The company said the latest development is a significant milestone for the funding of its Mt Peake vanadium-titanium-iron project. Mount Peake is one of the largest undeveloped projects of its kind and has been awarded Major Project Status by both the Australian Government and NT Government.
TNG managing director and CEO Paul Burton said that the company also received an expression of interest from seven tier-one Australian and Asian and European project finance banks, reflecting the quality of the Mt Peake project and the important role it could play as a long-life critical minerals project in the accelerating global energy transformation.
The company and its advisors will progress customary due diligence with the commercial lenders, EFA and Euler Hermes.
Elmore buys the Peko project in NT for $30 million
Elmore (ELE) has finalised an agreement to buy the Peko project, along with all related project companies, in the Northern Territory for $30 million. The move will allow ELE to broaden its focus from minerals processing to open pit and underground mineralisation, including the substantial exploration potential of the tenements.
As part of the agreement, ELE will pay $30 million to buy the NT-based project and guarantee the performance of a pre-existing royalty agreement between ICA group and its retiring shareholders, Peko Gold Lending, to receive a total of 20,000 ounces of gold.
David McIntosh of Peko Gold Lending said the knowledge and skills of the Elmore Board are “much better positioned” to gain the most benefit from the mine, to make it work commercially and to give the best returns for all investors.
Vimy Resources crosses uranium at Angularli
Vimy Resources (VMY) has intersected uranium mineralisation at its Angularli Deposit in the Northern Territory. VMY said results from the two holes that extended the deposit 200 metres up-dip above the unconformity boundary.
Up to 1.42 per cent uranium oxide was intersected and additional drilling will be undertaken up-dip from the current holes to further extend the mineralisation. The company said drilling will be undertaken at the Angularli North Prospect and along strike of the Angularli fault with results to be incorporated into the mineral resource estimate.
VMY CEO and managing director Steven Michael said their team is excited by the early success achieved in the first two holes at Angularli, which is believed to contain the highest uranium grade of any known uranium resource within Australia.
Mr Michael said the first two holes demonstrate the growth potential of Angularli to rise in scale and value. “Drilling continues with additional up-dip and down-plunge holes and Vimy expects to update the mineral resource in late 2022,” he said.

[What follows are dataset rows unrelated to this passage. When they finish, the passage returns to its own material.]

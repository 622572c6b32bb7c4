//! Pipeline orchestrator
//!
//! Wires the assembler, edge tagger and hierarchy builder into one pass
//! over an `ExtractionInput`, validates the result, and short-circuits
//! through the extraction cache when the caller supplies a key.

use rayon::prelude::*;
use serde::Serialize;
use std::sync::Arc;

use super::validation::{validate_graph, ValidationIssue};
use crate::config::PipelineConfig;
use crate::errors::Result;
use crate::features::cache::{CacheKey, CacheStats, ExtractionCache};
use crate::features::graph_builder::{
    tag_collection_edges, tag_network_edges, BuildStats, GraphBuilder, TypeAnnotationIndex,
};
use crate::features::hierarchy::HierarchyBuilder;
use crate::features::operator_classifier::OperatorClassifier;
use crate::shared::models::{tags, ExtractionInput, VisualizationGraph};
use crate::shared::ports::{FunctionResolver, FunctionSpanIndex};

/// Per-pass counters
#[derive(Debug, Clone, Default, PartialEq, Eq, Serialize)]
pub struct AnalysisStats {
    pub build: BuildStats,
    pub network_edges: usize,
    pub location_containers: usize,
    pub code_containers: usize,
    pub issues: usize,
}

/// Result of one uncached pass
#[derive(Debug, Clone)]
pub struct AnalysisOutput {
    pub graph: VisualizationGraph,
    /// Structural problems found in `graph`; the graph is returned regardless
    pub issues: Vec<ValidationIssue>,
    pub stats: AnalysisStats,
}

impl AnalysisOutput {
    pub fn is_valid(&self) -> bool {
        self.issues.is_empty()
    }
}

/// Graph Construction & Hierarchical Clustering pipeline
///
/// ## Usage
/// ```text
/// let pipeline = GraphPipeline::new(PipelineConfig::default())?;
/// let resolver = FunctionSpanIndex::new(&input.function_spans);
/// let output = pipeline.analyze(&input, &resolver);
/// ```
pub struct GraphPipeline {
    config: PipelineConfig,
    builder: GraphBuilder,
    hierarchies: HierarchyBuilder,
    cache: Arc<ExtractionCache<VisualizationGraph>>,
}

impl GraphPipeline {
    pub fn new(config: PipelineConfig) -> Result<Self> {
        let config = config.build()?;
        let cache = Arc::new(ExtractionCache::new(&config.cache)?);
        Ok(Self::assemble(config, cache))
    }

    /// Pipeline sharing an existing cache, e.g. one registered on a
    /// prometheus registry by the host
    pub fn with_cache(
        config: PipelineConfig,
        cache: Arc<ExtractionCache<VisualizationGraph>>,
    ) -> Result<Self> {
        let config = config.build()?;
        Ok(Self::assemble(config, cache))
    }

    fn assemble(config: PipelineConfig, cache: Arc<ExtractionCache<VisualizationGraph>>) -> Self {
        let classifier = OperatorClassifier::new(&config.resolved_operators());
        let builder = GraphBuilder::new(classifier, config.graph.clone());
        Self {
            config,
            builder,
            hierarchies: HierarchyBuilder::new(),
            cache,
        }
    }

    pub fn config(&self) -> &PipelineConfig {
        &self.config
    }

    pub fn cache(&self) -> &Arc<ExtractionCache<VisualizationGraph>> {
        &self.cache
    }

    pub fn cache_stats(&self) -> CacheStats {
        self.cache.stats()
    }

    /// Run every stage over one document. Never fails: malformed input
    /// degrades the graph and shows up in `issues`.
    #[tracing::instrument(skip_all, fields(file = %input.file_path))]
    pub fn analyze(
        &self,
        input: &ExtractionInput,
        resolver: &dyn FunctionResolver,
    ) -> AnalysisOutput {
        let types = TypeAnnotationIndex::new(&input.type_annotations, &self.config.graph);
        let assembled = self.builder.build(
            &input.bindings,
            &input.standalone_chains,
            &types,
            resolver,
        );

        let edges = tag_network_edges(
            assembled.edges.clone(),
            &assembled.nodes,
            self.builder.classifier(),
        );
        let edges = tag_collection_edges(edges, &assembled.nodes);

        let (location, location_assignment) = self.hierarchies.location(&assembled.nodes);
        let (code, code_assignment) = self.hierarchies.code(&input.file_path, &assembled, resolver);

        let mut stats = AnalysisStats {
            build: assembled.stats.clone(),
            network_edges: edges.iter().filter(|e| e.has_tag(tags::NETWORK)).count(),
            location_containers: location.container_count(),
            code_containers: code.container_count(),
            issues: 0,
        };

        let mut graph = VisualizationGraph::new(assembled.nodes, edges);
        graph.push_hierarchy(location, location_assignment);
        graph.push_hierarchy(code, code_assignment);

        let issues = validate_graph(&graph);
        for issue in &issues {
            tracing::warn!(%issue, "graph validation issue");
        }
        stats.issues = issues.len();

        tracing::info!(
            nodes = graph.nodes.len(),
            edges = graph.edges.len(),
            network_edges = stats.network_edges,
            issues = stats.issues,
            "analysis complete"
        );

        AnalysisOutput {
            graph,
            issues,
            stats,
        }
    }

    /// `analyze`, reusing the cached graph for `key` when present
    #[tracing::instrument(skip_all, fields(key = %key))]
    pub fn analyze_cached(
        &self,
        key: &CacheKey,
        input: &ExtractionInput,
        resolver: &dyn FunctionResolver,
    ) -> Arc<VisualizationGraph> {
        self.cache
            .get_or_insert_with(key, || self.analyze(input, resolver).graph)
    }

    /// Analyze independent documents in parallel, sharing the cache.
    ///
    /// Each document resolves functions through its own `function_spans`.
    /// Results come back in input order.
    #[tracing::instrument(skip_all, fields(documents = jobs.len()))]
    pub fn analyze_batch(
        &self,
        jobs: &[(CacheKey, ExtractionInput)],
    ) -> Vec<Arc<VisualizationGraph>> {
        jobs.par_iter()
            .map(|(key, input)| {
                let resolver = FunctionSpanIndex::new(&input.function_spans);
                self.analyze_cached(key, input, &resolver)
            })
            .collect()
    }

    /// Drop cached graphs for a document after it changes
    pub fn invalidate_document(&self, document_uri: &str) -> usize {
        self.cache.invalidate_document(document_uri)
    }
}
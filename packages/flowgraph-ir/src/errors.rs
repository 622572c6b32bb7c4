//! Error types for flowgraph-ir
//!
//! The analysis core itself never fails; these cover the surfaces around it
//! (configuration loading, reading extractor output, cache construction).

use thiserror::Error;

use crate::config::ConfigError;
use crate::features::cache::CacheError;

/// Main error type for flowgraph-ir operations
#[derive(Debug, Error)]
pub enum FlowgraphError {
    /// IO error
    #[error("IO error: {0}")]
    Io(#[from] std::io::Error),

    /// Malformed extractor input or output serialization failure
    #[error("JSON error: {0}")]
    Json(#[from] serde_json::Error),

    /// Configuration error
    #[error("Configuration error: {0}")]
    Config(#[from] ConfigError),

    /// Cache construction error
    #[error("Cache error: {0}")]
    Cache(#[from] CacheError),

    /// Output validation error, for hosts that treat validation as a gate
    #[error("Validation error: {0}")]
    Validation(String),
}

impl FlowgraphError {
    pub fn validation(msg: impl Into<String>) -> Self {
        FlowgraphError::Validation(msg.into())
    }
}

/// Result type alias for flowgraph operations
pub type Result<T> = std::result::Result<T, FlowgraphError>;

Central Petroleum updates on Palm Valley drilling
Central Petroleum Limited (CTP) advised that the Palm Valley 12 (PV12) well in OL3, southwest of Alice Springs has reached a depth of 1,852m in the P2 unit of the Pacoota Formation.
CTP said the horizontal drilling of the previously announced exploration target of the lower P2 and P3 units of the Pacoota Formation in PV12 ST1 has started, and that 40 metres of the vertical to horizontal wellbore bend has already been drilled into the central P2 formation.
CTP said that a liner and cement shoe will be set at 2,020 metres in measured depth, from which up to 1,000 metres of open hole drilling will begin, targeting gas production from the lower P2 and P3 formations.
The objective of the sidetrack is to test the vertically fractured lower P2 sandstone, encountered in the original well, from a horizontal well bore for approximately 450 metres before entering the P3 sandstone and drilling a further 450 metres interval at a nearly horizontal angle.
The PV12 ST1 well is being drilled under a joint venture between CTP, with 50 per cent interest; New Zealand Oil & Gas Limited, with 35 per cent interest; and Cue Energy Resources Limited, holding a 15 per cent stake in the project that is planned to be completed this year.